Il mondo professionistico è diviso in sigle. Ora ne arriva un'altra potente e ambiziosa
Il presidente AIBA, Ching Kuo Wu, ieri a Roma all'Auditorium di Viale Tiziano ospite della Fpi ha illustrato il nuovo progetto professionistico patrocinato dall'Ente che ha sempre governato il dilettantismo mondiale e che ne è stato fino a poco tempo fa lo strenuo difensore.

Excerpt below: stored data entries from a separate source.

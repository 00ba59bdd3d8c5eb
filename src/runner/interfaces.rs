//! Runner I/O boundary interfaces
//!
//! This module defines the seams of the pipeline:
//! - Stages (one external tool invocation per test case)
//! - Stage events (command echo and captured output, observed while a case runs)
//! - Reporting (per-case verdicts and the final exit status)
//!
//! Plus the two error families: case-level discovery errors, which become failed outcomes, and run-level errors,
//! which abort the run.

use std::path::{Path, PathBuf};

use ftest_core::StageKind;
use miette::Diagnostic;
use thiserror::Error;

use super::discovery::TestCase;
use super::orchestrator::CaseOutcome;
use super::process::{CommandLine, StageResult};

// ============================================================================
// Errors
// ============================================================================

/// A directory that looked like a test case but cannot be run as one.
///
/// These never abort the run; the case is reported as failed and the run moves on.
#[derive(Debug, Clone, PartialEq, Eq, Error)]
pub enum DiscoveryError {
    #[error("found {count} spec files matching {pattern} in {}", .dir.display())]
    SpecCount {
        dir: PathBuf,
        pattern: String,
        count: usize,
    },

    #[error("test directory {} does not exist", .0.display())]
    Missing(PathBuf),

    #[error("cannot read test directory {}: {message}", .dir.display())]
    Unreadable { dir: PathBuf, message: String },
}

/// Failures that stop the whole run before (or while) cases execute.
#[derive(Debug, Error, Diagnostic)]
pub enum RunError {
    #[error("test root `{}` does not exist", .0.display())]
    #[diagnostic(
        code(ftest::root_missing),
        help("run from the directory holding the numbered test cases, or pass --root")
    )]
    RootMissing(PathBuf),

    #[error("cannot read test root `{}`", .path.display())]
    #[diagnostic(code(ftest::root_unreadable))]
    RootUnreadable {
        path: PathBuf,
        #[source]
        source: std::io::Error,
    },

    #[error("a worker thread panicked while running test cases")]
    #[diagnostic(code(ftest::worker_panicked))]
    WorkerPanicked,
}

// ============================================================================
// Stage Interface
// ============================================================================

/// Observer for what happens inside a case while it runs.
pub trait StageEvents {
    /// A command is about to be run.
    fn on_command(&mut self, command: &CommandLine);

    /// A stage finished (successfully or not).
    fn on_stage_complete(&mut self, result: &StageResult);
}

/// Events sink that drops everything.
pub struct NoEvents;

impl StageEvents for NoEvents {
    fn on_command(&mut self, _command: &CommandLine) {}
    fn on_stage_complete(&mut self, _result: &StageResult) {}
}

/// Per-case state threaded through the stages.
pub struct StageContext<'a> {
    pub case: &'a TestCase,
    /// Executable produced by the compile stage, once it ran
    pub executable: Option<PathBuf>,
    pub events: &'a mut dyn StageEvents,
}

impl<'a> StageContext<'a> {
    pub fn new(case: &'a TestCase, events: &'a mut dyn StageEvents) -> Self {
        Self {
            case,
            executable: None,
            events,
        }
    }

    /// The executable to run: whatever compile produced, else the case's derived path.
    pub fn executable(&self) -> &Path {
        self.executable.as_deref().unwrap_or(&self.case.executable)
    }
}

/// One step of the per-case pipeline.
///
/// Stages run in a fixed order and the first failing one ends the case; later stages never see it.
pub trait Stage: Send + Sync {
    fn kind(&self) -> StageKind;

    fn run(&self, ctx: &mut StageContext<'_>) -> StageResult;
}

// ============================================================================
// Reporter Interface
// ============================================================================

/// A finished case, tagged with its position in discovery order.
#[derive(Debug, Clone, PartialEq, Eq)]
pub struct CaseReport {
    pub index: usize,
    pub name: String,
    pub outcome: CaseOutcome,
}

/// Receives per-case progress and verdicts, and produces the run's exit status.
pub trait Reporter: StageEvents {
    /// A case is starting (prints the case identifier).
    fn on_case_start(&mut self, name: &str);

    /// Record a case's outcome (prints its verdict).
    fn record(&mut self, report: CaseReport);

    /// Close the run and return the process exit status.
    fn finalize(&mut self) -> i32;
}
use bytes::Bytes;
use ffmpeg_next::Rational;
use ffmpeg_next::codec::packet::{Flags, Packet};

/// Compressed payload plus the timestamps the encoder (or the source
/// container) reported for it. Timestamps are in `time_base` ticks.
#[derive(Clone, Debug)]
pub struct EncodedPacket {
    data: Bytes,
    pts: Option<i64>,
    dts: Option<i64>,
    duration: i64,
    is_key: bool,
    stream_index: usize,
    time_base: Rational,
}

impl EncodedPacket {
    pub fn new(data: impl Into<Bytes>, time_base: Rational) -> Self {
        Self {
            data: data.into(),
            pts: None,
            dts: None,
            duration: 0,
            is_key: false,
            stream_index: 0,
            time_base,
        }
    }

    pub fn with_timestamps(mut self, pts: Option<i64>, dts: Option<i64>) -> Self {
        self.pts = pts;
        self.dts = dts;
        self
    }

    pub fn with_duration(mut self, duration: i64) -> Self {
        self.duration = duration;
        self
    }

    pub fn with_key(mut self, is_key: bool) -> Self {
        self.is_key = is_key;
        self
    }

    pub fn with_stream_index(mut self, stream_index: usize) -> Self {
        self.stream_index = stream_index;
        self
    }

    /// Same payload, fresh timestamps in a new time base.
    pub fn retimed(&self, ts: i64, duration: i64, time_base: Rational) -> Self {
        Self {
            data: self.data.clone(),
            pts: Some(ts),
            dts: Some(ts),
            duration,
            is_key: self.is_key,
            stream_index: self.stream_index,
            time_base,
        }
    }

    pub fn data(&self) -> &Bytes {
        &self.data
    }

    pub fn pts(&self) -> Option<i64> {
        self.pts
    }

    pub fn dts(&self) -> Option<i64> {
        self.dts
    }

    pub fn duration(&self) -> i64 {
        self.duration
    }

    pub fn is_key(&self) -> bool {
        self.is_key
    }

    pub fn stream_index(&self) -> usize {
        self.stream_index
    }

    pub fn time_base(&self) -> Rational {
        self.time_base
    }

    pub fn len(&self) -> usize {
        self.data.len()
    }

    pub fn is_empty(&self) -> bool {
        self.data.is_empty()
    }

    pub fn from_av(packet: &Packet, time_base: Rational) -> Self {
        Self {
            data: packet
                .data()
                .map(Bytes::copy_from_slice)
                .unwrap_or_default(),
            pts: packet.pts(),
            dts: packet.dts(),
            duration: packet.duration(),
            is_key: packet.is_key(),
            stream_index: packet.stream(),
            time_base,
        }
    }

    pub fn to_av(&self) -> Packet {
        let mut packet = Packet::copy(&self.data);
        packet.set_pts(self.pts);
        packet.set_dts(self.dts);
        packet.set_duration(self.duration);
        packet.set_stream(self.stream_index);
        if self.is_key {
            packet.set_flags(Flags::KEY);
        }
        packet
    }
}
//! Scripted in-memory capabilities for driving the pipeline without a real
//! codec or container.

use std::cell::RefCell;
use std::collections::VecDeque;
use std::rc::Rc;

use ffmpeg_next::{Rational, codec, format::Pixel};

use crate::{
    descriptor::StreamDescriptor,
    encoder::{Receive, VideoEncoder},
    error::{Error, Result},
    input::PacketSource,
    output::Muxer,
    packet::EncodedPacket,
    timestamp::TimestampAllocator,
};

pub const FAKE_CODEC: &str = "fake";

pub fn fake_descriptor(width: u32, height: u32, max_b_frames: usize) -> StreamDescriptor {
    StreamDescriptor {
        width,
        height,
        frame_rate: Rational::new(30, 1),
        codec: FAKE_CODEC.to_string(),
        time_base: Rational::new(1, 30),
        pixel_format: Pixel::YUV420P,
        max_b_frames,
        preset: None,
        ..Default::default()
    }
}

pub fn planar_frame(width: u32, height: u32) -> ffmpeg_next::frame::Video {
    ffmpeg_next::frame::Video::new(Pixel::YUV420P, width, height)
}

/// Reordering encoder: the first frame comes out alone as a keyframe, then
/// frames are buffered in groups of `max_b_frames + 1` and released anchor
/// first, like an IPBB stream. Packet durations are left at zero.
///
/// Behaviour knobs come from the descriptor's extra options:
/// `fake-reject-at=N` fails the Nth frame, `fake-endless-drain=1` keeps
/// producing packets after end of input, `fake-empty-flush=1` returns empty
/// payloads from the flush.
pub struct FakeEncoder {
    time_base: Rational,
    pixel_format: Pixel,
    group: usize,
    delay: i64,
    frame_duration: i64,
    pending: Vec<i64>,
    ready: VecDeque<EncodedPacket>,
    decode_index: i64,
    received: usize,
    reject_at: Option<usize>,
    endless_drain: bool,
    empty_flush: bool,
    eof_sent: bool,
}

impl FakeEncoder {
    fn release(&mut self, pts: i64, empty: bool) {
        let dts = (self.decode_index - self.delay) * self.frame_duration;
        let data = if empty {
            Vec::new()
        } else {
            format!("frame-{}", pts).into_bytes()
        };
        let packet = EncodedPacket::new(data, self.time_base)
            .with_timestamps(Some(pts), Some(dts))
            .with_key(self.decode_index == 0);
        self.decode_index += 1;
        self.ready.push_back(packet);
    }

    fn release_group(&mut self) {
        let mut group = std::mem::take(&mut self.pending);
        if let Some(anchor) = group.pop() {
            self.release(anchor, false);
        }
        for pts in group {
            self.release(pts, false);
        }
    }
}

impl VideoEncoder for FakeEncoder {
    fn open(descriptor: &StreamDescriptor, _global_header: bool) -> Result<Self> {
        if descriptor.codec != FAKE_CODEC {
            return Err(Error::configuration(format!("codec not found: {}", descriptor.codec)));
        }
        let timestamps = TimestampAllocator::new(descriptor.frame_rate, descriptor.time_base)?;
        Ok(Self {
            time_base: descriptor.time_base,
            pixel_format: descriptor.pixel_format,
            group: descriptor.max_b_frames + 1,
            delay: descriptor.max_b_frames.min(1) as i64,
            frame_duration: timestamps.frame_duration(),
            pending: Vec::new(),
            ready: VecDeque::new(),
            decode_index: 0,
            received: 0,
            reject_at: descriptor.option("fake-reject-at").and_then(|v| v.parse().ok()),
            endless_drain: descriptor.option("fake-endless-drain").is_some(),
            empty_flush: descriptor.option("fake-empty-flush").is_some(),
            eof_sent: false,
        })
    }

    fn pixel_format(&self) -> Pixel {
        self.pixel_format
    }

    fn time_base(&self) -> Rational {
        self.time_base
    }

    fn parameters(&self) -> codec::Parameters {
        codec::Parameters::new()
    }

    fn send_frame(&mut self, frame: &ffmpeg_next::frame::Video) -> Result<()> {
        if self.eof_sent {
            return Err(Error::encode("frame sent after end of input"));
        }
        self.received += 1;
        if self.reject_at == Some(self.received) {
            return Err(Error::encode(format!("frame {} rejected", self.received)));
        }
        let pts = frame.pts().unwrap_or_default();
        if self.decode_index == 0 && self.ready.is_empty() && self.pending.is_empty() {
            self.release(pts, false);
            return Ok(());
        }
        self.pending.push(pts);
        if self.pending.len() == self.group {
            self.release_group();
        }
        Ok(())
    }

    fn send_eof(&mut self) -> Result<()> {
        self.eof_sent = true;
        let pending = std::mem::take(&mut self.pending);
        for pts in pending {
            self.release(pts, self.empty_flush);
        }
        Ok(())
    }

    fn receive_packet(&mut self) -> Result<Receive> {
        if let Some(packet) = self.ready.pop_front() {
            return Ok(Receive::Packet(packet));
        }
        if !self.eof_sent {
            return Ok(Receive::Again);
        }
        if self.endless_drain {
            let pts = self.decode_index * self.frame_duration;
            self.release(pts, false);
            return Ok(self.ready.pop_front().map_or(Receive::Again, Receive::Packet));
        }
        Ok(Receive::Eof)
    }
}

#[derive(Debug, Clone, PartialEq)]
pub enum MuxCall {
    AddStream(Rational),
    WriteHeader,
    WritePacket {
        pts: Option<i64>,
        dts: Option<i64>,
        duration: i64,
        size: usize,
        time_base: Rational,
    },
    WriteTrailer,
    Close,
    Discard,
}

pub type CallLog = Rc<RefCell<Vec<MuxCall>>>;

/// Records every call in a log that outlives the muxer.
#[derive(Default)]
pub struct RecordingMuxer {
    calls: CallLog,
    pub global_header: bool,
    pub reject_codec: bool,
    pub fail_header: bool,
    /// 1-based index of the `write_packet` call that fails.
    pub fail_packet_at: Option<usize>,
    pub fail_trailer: bool,
    /// Time base the "format" switches the stream to when the header is
    /// written.
    pub header_time_base: Option<Rational>,
    time_base: Option<Rational>,
    packets: usize,
}

impl RecordingMuxer {
    pub fn new() -> Self {
        Self::default()
    }

    pub fn log(&self) -> CallLog {
        self.calls.clone()
    }

    fn record(&self, call: MuxCall) {
        self.calls.borrow_mut().push(call);
    }
}

impl Muxer for RecordingMuxer {
    fn global_header(&self) -> bool {
        self.global_header
    }

    fn add_stream(&mut self, _parameters: &codec::Parameters, time_base: Rational) -> Result<usize> {
        if self.reject_codec {
            return Err(Error::configuration("container cannot carry codec"));
        }
        self.time_base = Some(time_base);
        self.record(MuxCall::AddStream(time_base));
        Ok(0)
    }

    fn stream_time_base(&self) -> Option<Rational> {
        self.time_base
    }

    fn write_header(&mut self) -> Result<()> {
        if self.fail_header {
            return Err(Error::io("header rejected"));
        }
        if let Some(time_base) = self.header_time_base {
            self.time_base = Some(time_base);
        }
        self.record(MuxCall::WriteHeader);
        Ok(())
    }

    fn write_packet(&mut self, packet: &EncodedPacket) -> Result<()> {
        self.packets += 1;
        if self.fail_packet_at == Some(self.packets) {
            return Err(Error::io(format!("packet {} not written", self.packets)));
        }
        self.record(MuxCall::WritePacket {
            pts: packet.pts(),
            dts: packet.dts(),
            duration: packet.duration(),
            size: packet.len(),
            time_base: packet.time_base(),
        });
        Ok(())
    }

    fn write_trailer(&mut self) -> Result<()> {
        self.record(MuxCall::WriteTrailer);
        if self.fail_trailer {
            return Err(Error::io("trailer rejected"));
        }
        Ok(())
    }

    fn close(&mut self) -> Result<()> {
        self.record(MuxCall::Close);
        Ok(())
    }

    fn discard(&mut self) -> Result<()> {
        self.record(MuxCall::Discard);
        Ok(())
    }
}

/// Calls in `log` with packet writes collapsed to their kind.
pub fn call_kinds(log: &CallLog) -> Vec<&'static str> {
    log.borrow()
        .iter()
        .map(|call| match call {
            MuxCall::AddStream(_) => "add_stream",
            MuxCall::WriteHeader => "header",
            MuxCall::WritePacket { .. } => "packet",
            MuxCall::WriteTrailer => "trailer",
            MuxCall::Close => "close",
            MuxCall::Discard => "discard",
        })
        .collect()
}

/// `(pts, dts, duration)` of every packet written.
pub fn written_packets(log: &CallLog) -> Vec<(Option<i64>, Option<i64>, i64)> {
    log.borrow()
        .iter()
        .filter_map(|call| match call {
            MuxCall::WritePacket {
                pts, dts, duration, ..
            } => Some((*pts, *dts, *duration)),
            _ => None,
        })
        .collect()
}

pub struct VecSource {
    parameters: codec::Parameters,
    time_base: Rational,
    frame_rate: Option<Rational>,
    packets: VecDeque<EncodedPacket>,
    /// 1-based index of the read that fails.
    pub fail_at: Option<usize>,
    reads: usize,
}

impl VecSource {
    pub fn new(time_base: Rational, frame_rate: Option<Rational>, packets: Vec<EncodedPacket>) -> Self {
        Self {
            parameters: codec::Parameters::new(),
            time_base,
            frame_rate,
            packets: packets.into(),
            fail_at: None,
            reads: 0,
        }
    }
}

impl PacketSource for VecSource {
    fn parameters(&self) -> &codec::Parameters {
        &self.parameters
    }

    fn time_base(&self) -> Rational {
        self.time_base
    }

    fn frame_rate(&self) -> Option<Rational> {
        self.frame_rate
    }

    fn read_packet(&mut self) -> Result<Option<EncodedPacket>> {
        self.reads += 1;
        if self.fail_at == Some(self.reads) {
            return Err(Error::io(format!("read {} failed", self.reads)));
        }
        Ok(self.packets.pop_front())
    }
}
//! Stream copy into a fresh container with synthetic timestamps.
//!
//! The source's own timestamps are not trusted: every output packet gets
//! `pts = dts = ts`, where `ts` starts at zero and advances by the packet's
//! duration rescaled into the destination time base.

use std::path::Path;

use ffmpeg_next::Rational;

use crate::{
    error::{Error, Result},
    input::{FfmpegDemuxer, PacketSource},
    output::{ContainerWriter, FfmpegMuxer, Muxer},
    timestamp::rescale_duration,
};

#[derive(Debug, Default)]
pub struct RemuxSummary {
    pub packets_read: u64,
    pub packets_written: u64,
    pub packets_skipped: u64,
    /// Why the copy stopped before end of stream, if it did.
    pub aborted: Option<Error>,
    /// Trailer or close failure after the copy finished.
    pub finalize_error: Option<Error>,
}

impl RemuxSummary {
    pub fn is_complete(&self) -> bool {
        self.aborted.is_none() && self.finalize_error.is_none()
    }
}

pub struct Remuxer<S: PacketSource = FfmpegDemuxer, M: Muxer = FfmpegMuxer> {
    source: S,
    writer: ContainerWriter<M>,
}

impl Remuxer<FfmpegDemuxer, FfmpegMuxer> {
    pub fn open(
        input: impl AsRef<Path>,
        output: impl AsRef<Path>,
        format: Option<&str>,
    ) -> Result<Self> {
        let source = FfmpegDemuxer::open(input)?;
        let writer = ContainerWriter::open(output, format)?;
        Ok(Self::new(source, writer))
    }
}

impl<S: PacketSource, M: Muxer> Remuxer<S, M> {
    pub fn new(source: S, writer: ContainerWriter<M>) -> Self {
        Self { source, writer }
    }

    /// Copies every packet of the source track. A packet that cannot be read
    /// or written ends the copy; that is reported in the summary, not as an
    /// error, and the container is still finalized.
    pub fn run(mut self) -> Result<RemuxSummary> {
        let src_time_base = self.source.time_base();
        self.writer
            .add_stream(self.source.parameters(), src_time_base)?;
        self.writer.write_header()?;
        let dst_time_base = self.writer.stream_time_base().unwrap_or(src_time_base);

        // One frame in source ticks, for packets that carry no duration.
        let fallback = self
            .source
            .frame_rate()
            .map(|rate| rescale_duration(1, Rational::new(rate.denominator(), rate.numerator()), src_time_base))
            .filter(|duration| *duration > 0);

        let mut summary = RemuxSummary::default();
        let mut ts = 0i64;
        loop {
            let packet = match self.source.read_packet() {
                Ok(Some(packet)) => packet,
                Ok(None) => break,
                Err(e) => {
                    log::error!("remux stopped reading after {} packets: {}", summary.packets_read, e);
                    summary.aborted = Some(e);
                    break;
                }
            };
            summary.packets_read += 1;
            if packet.is_empty() {
                summary.packets_skipped += 1;
                continue;
            }

            let src_duration = if packet.duration() > 0 {
                packet.duration()
            } else {
                fallback.unwrap_or(0)
            };
            // Never zero, or consecutive packets would share a timestamp.
            let duration = rescale_duration(src_duration, packet.time_base(), dst_time_base).max(1);

            let retimed = packet.retimed(ts, duration, dst_time_base);
            if let Err(e) = self.writer.write_packet(&retimed) {
                log::error!("remux aborted at packet {} (ts {}): {}", summary.packets_read, ts, e);
                summary.aborted = Some(e);
                break;
            }
            summary.packets_written += 1;
            ts += duration;
        }

        if let Err(e) = self.writer.write_trailer().and_then(|_| self.writer.close()) {
            log::warn!("remux finalize failed: {}", e);
            summary.finalize_error = Some(Error::finalize(e));
        }

        log::info!(
            "remux finished: {} packets read, {} written, {} skipped{}",
            summary.packets_read,
            summary.packets_written,
            summary.packets_skipped,
            if summary.aborted.is_some() { " (aborted)" } else { "" }
        );
        Ok(summary)
    }
}

/// Remuxes `input` into `output`, guessing the output container from its
/// extension unless `format` is given.
pub fn remux_file(
    input: impl AsRef<Path>,
    output: impl AsRef<Path>,
    format: Option<&str>,
) -> Result<RemuxSummary> {
    Remuxer::open(input, output, format)?.run()
}

#[cfg(test)]
#[path = "remux_test.rs"]
mod remux_test;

E' una rivoluzione quella dell'Aiba Professional Boxing che sta già scatenando opposizioni e forti polemiche nel mondo professionistico.
APB, partirà dopo i Giochi di Londra nel settembre del 2013, e sarà la terza sigla nell'universo Aiba: , le altre due sono l'AOB (Aiba Amateur Olympic Boxing) e la WSB (World Series of Boxing), che è già al suo secondo anno di attività .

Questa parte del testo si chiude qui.